A Methodology to Adjust ATMS Observations for Limb Effect and Its Applications

The Advanced Technology Microwave Sounders (ATMS), carried on the Suomi National Polar-orbiting Partnership (S-NPP) satellite, was launched on October 28, 2011. The ATMS is a follow-on instrument to Advanced Microwave Sounding Unit (AMSU), currently flying on National Oceanic and Atmospheric Administration (NOAA) satellites. The primary new ATMS features are a reduced hardware package and improved gap coverage. One thing in common about cross-track sounders is a scan perpendicular to the motion of the satellite, allowing a broad swath of measurements to be taken.

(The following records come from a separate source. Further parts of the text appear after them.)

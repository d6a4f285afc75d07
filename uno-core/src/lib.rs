//! # uno-core
//!
//! Pure logic for peeruno (no I/O, instant tests).
//!
//! This crate implements the rules and state machines of the game without
//! any network or task machinery, enabling fast unit tests.
//!
//! ## Design Philosophy
//!
//! All modules in this crate are **pure** - they take input and produce output
//! without side effects. This enables:
//! - Instant unit tests (no mocks, no async)
//! - Deterministic behavior when seeded (same seed + intents → same state)
//! - Easy reasoning about state transitions
//!
//! The authority state machine returns [`Action`]s instead of sending
//! anything. `uno-host` owns the mailbox that serializes intents and
//! interprets the actions as broadcasts; `uno-peer` drives [`LinkState`]
//! for a follower's connection.

#![warn(missing_docs)]
#![warn(clippy::all)]

pub mod authority;
pub mod link;
pub mod rules;

pub use authority::{Action, AuthorityState, Rejection, RulesConfig};
pub use link::{LinkEvent, LinkNotice, LinkState};
pub use rules::{
    build_deck, is_legal_play, next_player_index, playable_cards, shuffle, DECK_SIZE, HAND_SIZE,
};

But an undesirable feature is that the measurements vary with scan angle because of changes in the optical pathlength through the earth's atmosphere between the earth and the satellite. One approach to this problem is to limb adjust the measurements to a fixed view angle. The limb correction algorithm applied to ATMS is based on the heritage methodology originally applied to MSU and later to AMSU. The limb correction method is applied to each of the 96 ATMS field-of-view (FOV) per scan line, adjusting the off-nadir FOV to the nadir view with fitting error generally within the instrumental noise. The limb adjusted brightness temperature were used in the original, legacy TOVS and ATOVS NOAA sounding product algorithms and more recently to derive the total precipitation water (TPW) retrieval over ocean, with a bias of 0.046 mm and a standard deviation of 3.43 mm, when compared with ECMWF TPW data. The limb corrected brightness temperature can be used to detect the atmospheric weather features, such as the warm cores for tropical cyclones, and the imagery presents snapshots for quick weather signal diagnosis.